_Work instruction_
Reprint the listing. Every line must match the original exactly.
_ _ _ _ _
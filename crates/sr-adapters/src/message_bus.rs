//! NATS JetStream message bus adapter (C2): the Kafka-compatible durable
//! bus behind the three pipeline topics.
//!
//! Per §5, delivery is effectively at-most-once: the pipeline acks a
//! message right after it finishes processing it (success or failure),
//! it never naks for redelivery. The `nak` path on [`BusMessage`] exists
//! for a hardened deployment but the stage workers in `sr-pipeline`
//! don't call it.

use crate::config::MessageBusConfig;
use async_nats::jetstream::{
    self,
    consumer::{pull::Config as PullConsumerConfig, AckPolicy, DeliverPolicy},
    stream::Config as StreamConfig,
    Context as JetStreamContext,
};
use async_nats::Client as NatsClient;
use sr_ports::{BusMessage, MessageBus, MessageBusError, MessageSubscription};
use std::future::Future;
use std::pin::Pin;
use tracing::{debug, info, instrument, warn};

pub const TOPIC_INGEST: &str = "certificate.ingest";
pub const TOPIC_OCR: &str = "certificate.ocr";
pub const TOPIC_METADATA: &str = "certificate.metadata";

pub const CONSUMER_GROUP_INGEST: &str = "certificate-ingest-group";
pub const CONSUMER_GROUP_OCR: &str = "certificate-ocr-group";
pub const CONSUMER_GROUP_METADATA: &str = "certificate-metadata-group";

const STREAM_NAME: &str = "certificates";

pub struct NatsMessageBus {
    jetstream: JetStreamContext,
    config: MessageBusConfig,
}

impl NatsMessageBus {
    pub async fn connect(config: MessageBusConfig) -> Result<Self, MessageBusError> {
        info!(url = %config.url, "connecting to NATS");
        let client: NatsClient =
            async_nats::connect(&config.url)
                .await
                .map_err(|e| MessageBusError::ConnectionError {
                    message: e.to_string(),
                })?;
        let jetstream = jetstream::new(client);

        let bus = Self { jetstream, config };
        bus.ensure_stream().await?;
        info!("message bus initialized");
        Ok(bus)
    }

    async fn ensure_stream(&self) -> Result<(), MessageBusError> {
        let stream_name = format!("{}-{}", self.config.stream_prefix, STREAM_NAME);
        let stream_config = StreamConfig {
            name: stream_name.clone(),
            subjects: vec![
                TOPIC_INGEST.to_string(),
                TOPIC_OCR.to_string(),
                TOPIC_METADATA.to_string(),
            ],
            max_age: std::time::Duration::from_secs(self.config.message_ttl_secs as u64),
            duplicate_window: std::time::Duration::from_secs(
                self.config.duplicate_window_secs as u64,
            ),
            ..Default::default()
        };

        match self.jetstream.get_stream(&stream_name).await {
            Ok(_) => {
                debug!(stream = %stream_name, "stream exists");
                Ok(())
            }
            Err(_) => {
                self.jetstream
                    .create_stream(stream_config)
                    .await
                    .map_err(|e| MessageBusError::ConnectionError {
                        message: e.to_string(),
                    })?;
                info!(stream = %stream_name, "stream created");
                Ok(())
            }
        }
    }
}

impl MessageBus for NatsMessageBus {
    #[instrument(skip(self, payload), fields(topic = %topic))]
    async fn publish(
        &self,
        topic: &str,
        key: &str,
        payload: serde_json::Value,
    ) -> Result<(), MessageBusError> {
        let body = serde_json::to_vec(&payload).map_err(|e| MessageBusError::PublishFailed {
            message: e.to_string(),
        })?;

        let mut headers = async_nats::HeaderMap::new();
        headers.insert("Nats-Msg-Id", key.to_string());

        let ack = self
            .jetstream
            .publish_with_headers(topic.to_string(), headers, body.into())
            .await
            .map_err(|e| MessageBusError::PublishFailed {
                message: e.to_string(),
            })?;
        ack.await.map_err(|e| MessageBusError::PublishFailed {
            message: e.to_string(),
        })?;

        debug!(topic = %topic, key = %key, "message published");
        Ok(())
    }

    async fn subscribe(
        &self,
        topic: &str,
        consumer_group: &str,
    ) -> Result<Box<dyn MessageSubscription>, MessageBusError> {
        let stream_name = format!("{}-{}", self.config.stream_prefix, STREAM_NAME);
        let stream = self
            .jetstream
            .get_stream(&stream_name)
            .await
            .map_err(|e| MessageBusError::SubscribeFailed {
                message: e.to_string(),
            })?;

        let durable_name = format!("{}-{}", self.config.stream_prefix, consumer_group);
        let consumer_config = PullConsumerConfig {
            durable_name: Some(durable_name),
            ack_policy: AckPolicy::Explicit,
            deliver_policy: DeliverPolicy::All,
            filter_subject: topic.to_string(),
            ..Default::default()
        };

        let consumer = stream
            .get_or_create_consumer(consumer_group, consumer_config)
            .await
            .map_err(|e| MessageBusError::SubscribeFailed {
                message: e.to_string(),
            })?;

        info!(topic = %topic, consumer_group = %consumer_group, "subscribed");
        Ok(Box::new(NatsSubscription { consumer }))
    }
}

struct NatsSubscription {
    consumer: jetstream::consumer::Consumer<jetstream::consumer::pull::Config>,
}

impl MessageSubscription for NatsSubscription {
    fn next(&mut self) -> Pin<Box<dyn Future<Output = Option<Box<dyn BusMessage>>> + Send + '_>> {
        Box::pin(async move {
            let mut messages = match self.consumer.fetch().max_messages(1).messages().await {
                Ok(m) => m,
                Err(e) => {
                    warn!(error = %e, "failed to fetch from consumer");
                    return None;
                }
            };

            use futures::StreamExt;
            match messages.next().await {
                Some(Ok(msg)) => Some(Box::new(NatsBusMessage { inner: msg }) as Box<dyn BusMessage>),
                Some(Err(e)) => {
                    warn!(error = %e, "failed to receive message");
                    None
                }
                None => None,
            }
        })
    }
}

struct NatsBusMessage {
    inner: jetstream::Message,
}

impl BusMessage for NatsBusMessage {
    fn payload(&self) -> &[u8] {
        &self.inner.payload
    }

    fn ack(self: Box<Self>) -> Pin<Box<dyn Future<Output = ()> + Send>> {
        Box::pin(async move {
            if let Err(e) = self.inner.ack().await {
                warn!(error = %e, "failed to ack message");
            }
        })
    }

    fn nak(self: Box<Self>) -> Pin<Box<dyn Future<Output = ()> + Send>> {
        Box::pin(async move {
            if let Err(e) = self.inner.ack_with(jetstream::AckKind::Nak(None)).await {
                warn!(error = %e, "failed to nak message");
            }
        })
    }
}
_ _ _ _ _
_Solution for this task_
filename crates/sr-adapters/src/message_bus.rs
//! NATS JetStream message bus adapter (C2): the Kafka-compatible durable
//! bus behind the three pipeline topics.
//!
//! Per §5, delivery is effectively at-most-once: the pipeline acks a
//! message right after it finishes processing it (success or failure),
//! it never naks for redelivery. The `nak` path on [`BusMessage`] exists
//! for a hardened deployment but the stage workers in `sr-pipeline`
//! don't call it.

use crate::config::MessageBusConfig;
use async_nats::jetstream::{
    self,
    consumer::{pull::Config as PullConsumerConfig, AckPolicy, DeliverPolicy},
    stream::Config as StreamConfig,
    Context as JetStreamContext,
};
use async_nats::Client as NatsClient;
use sr_ports::{BusMessage, MessageBus, MessageBusError, MessageSubscription};
use std::future::Future;
use std::pin::Pin;
use tracing::{debug, info, instrument, warn};

pub const TOPIC_INGEST: &str = "certificate.ingest";
pub const TOPIC_OCR: &str = "certificate.ocr";
pub const TOPIC_METADATA: &str = "certificate.metadata";

pub const CONSUMER_GROUP_INGEST: &str = "certificate-ingest-group";
pub const CONSUMER_GROUP_OCR: &str = "certificate-ocr-group";
pub const CONSUMER_GROUP_METADATA: &str = "certificate-metadata-group";

const STREAM_NAME: &str = "certificates";

pub struct NatsMessageBus {
    jetstream: JetStreamContext,
    config: MessageBusConfig,
}

impl NatsMessageBus {
    pub async fn connect(config: MessageBusConfig) -> Result<Self, MessageBusError> {
        info!(url = %config.url, "connecting to NATS");
        let client: NatsClient =
            async_nats::connect(&config.url)
                .await
                .map_err(|e| MessageBusError::ConnectionError {
                    message: e.to_string(),
                })?;
        let jetstream = jetstream::new(client);

        let bus = Self { jetstream, config };
        bus.ensure_stream().await?;
        info!("message bus initialized");
        Ok(bus)
    }

    async fn ensure_stream(&self) -> Result<(), MessageBusError> {
        let stream_name = format!("{}-{}", self.config.stream_prefix, STREAM_NAME);
        let stream_config = StreamConfig {
            name: stream_name.clone(),
            subjects: vec![
                TOPIC_INGEST.to_string(),
                TOPIC_OCR.to_string(),
                TOPIC_METADATA.to_string(),
            ],
            max_age: std::time::Duration::from_secs(self.config.message_ttl_secs as u64),
            duplicate_window: std::time::Duration::from_secs(
                self.config.duplicate_window_secs as u64,
            ),
            ..Default::default()
        };

        match self.jetstream.get_stream(&stream_name).await {
            Ok(_) => {
                debug!(stream = %stream_name, "stream exists");
                Ok(())
            }
            Err(_) => {
                self.jetstream
                    .create_stream(stream_config)
                    .await
                    .map_err(|e| MessageBusError::ConnectionError {
                        message: e.to_string(),
                    })?;
                info!(stream = %stream_name, "stream created");
                Ok(())
            }
        }
    }
}

impl MessageBus for NatsMessageBus {
    #[instrument(skip(self, payload), fields(topic = %topic))]
    async fn publish(
        &self,
        topic: &str,
        key: &str,
        payload: serde_json::Value,
    ) -> Result<(), MessageBusError> {
        let body = serde_json::to_vec(&payload).map_err(|e| MessageBusError::PublishFailed {
            message: e.to_string(),
        })?;

        let mut headers = async_nats::HeaderMap::new();
        headers.insert("Nats-Msg-Id", key.to_string());

        let ack = self
            .jetstream
            .publish_with_headers(topic.to_string(), headers, body.into())
            .await
            .map_err(|e| MessageBusError::PublishFailed {
                message: e.to_string(),
            })?;
        ack.await.map_err(|e| MessageBusError::PublishFailed {
            message: e.to_string(),
        })?;

        debug!(topic = %topic, key = %key, "message published");
        Ok(())
    }

    async fn subscribe(
        &self,
        topic: &str,
        consumer_group: &str,
    ) -> Result<Box<dyn MessageSubscription>, MessageBusError> {
        let stream_name = format!("{}-{}", self.config.stream_prefix, STREAM_NAME);
        let stream = self
            .jetstream
            .get_stream(&stream_name)
            .await
            .map_err(|e| MessageBusError::SubscribeFailed {
                message: e.to_string(),
            })?;

        let durable_name = format!("{}-{}", self.config.stream_prefix, consumer_group);
        let consumer_config = PullConsumerConfig {
            durable_name: Some(durable_name),
            ack_policy: AckPolicy::Explicit,
            deliver_policy: DeliverPolicy::All,
            filter_subject: topic.to_string(),
            ..Default::default()
        };

        let consumer = stream
            .get_or_create_consumer(consumer_group, consumer_config)
            .await
            .map_err(|e| MessageBusError::SubscribeFailed {
                message: e.to_string(),
            })?;

        info!(topic = %topic, consumer_group = %consumer_group, "subscribed");
        Ok(Box::new(NatsSubscription { consumer }))
    }
}

struct NatsSubscription {
    consumer: jetstream::consumer::Consumer<jetstream::consumer::pull::Config>,
}

impl MessageSubscription for NatsSubscription {
    fn next(&mut self) -> Pin<Box<dyn Future<Output = Option<Box<dyn BusMessage>>> + Send + '_>> {
        Box::pin(async move {
            let mut messages = match self.consumer.fetch().max_messages(1).messages().await {
                Ok(m) => m,
                Err(e) => {
                    warn!(error = %e, "failed to fetch from consumer");
                    return None;
                }
            };

            use futures::StreamExt;
            match messages.next().await {
                Some(Ok(msg)) => Some(Box::new(NatsBusMessage { inner: msg }) as Box<dyn BusMessage>),
                Some(Err(e)) => {
                    warn!(error = %e, "failed to receive message");
                    None
                }
                None => None,
            }
        })
    }
}

struct NatsBusMessage {
    inner: jetstream::Message,
}

impl BusMessage for NatsBusMessage {
    fn payload(&self) -> &[u8] {
        &self.inner.payload
    }

    fn ack(self: Box<Self>) -> Pin<Box<dyn Future<Output = ()> + Send>> {
        Box::pin(async move {
            if let Err(e) = self.inner.ack().await {
                warn!(error = %e, "failed to ack message");
            }
        })
    }

    fn nak(self: Box<Self>) -> Pin<Box<dyn Future<Output = ()> + Send>> {
        Box::pin(async move {
            if let Err(e) = self.inner.ack_with(jetstream::AckKind::Nak(None)).await {
                warn!(error = %e, "failed to nak message");
            }
        })
    }
}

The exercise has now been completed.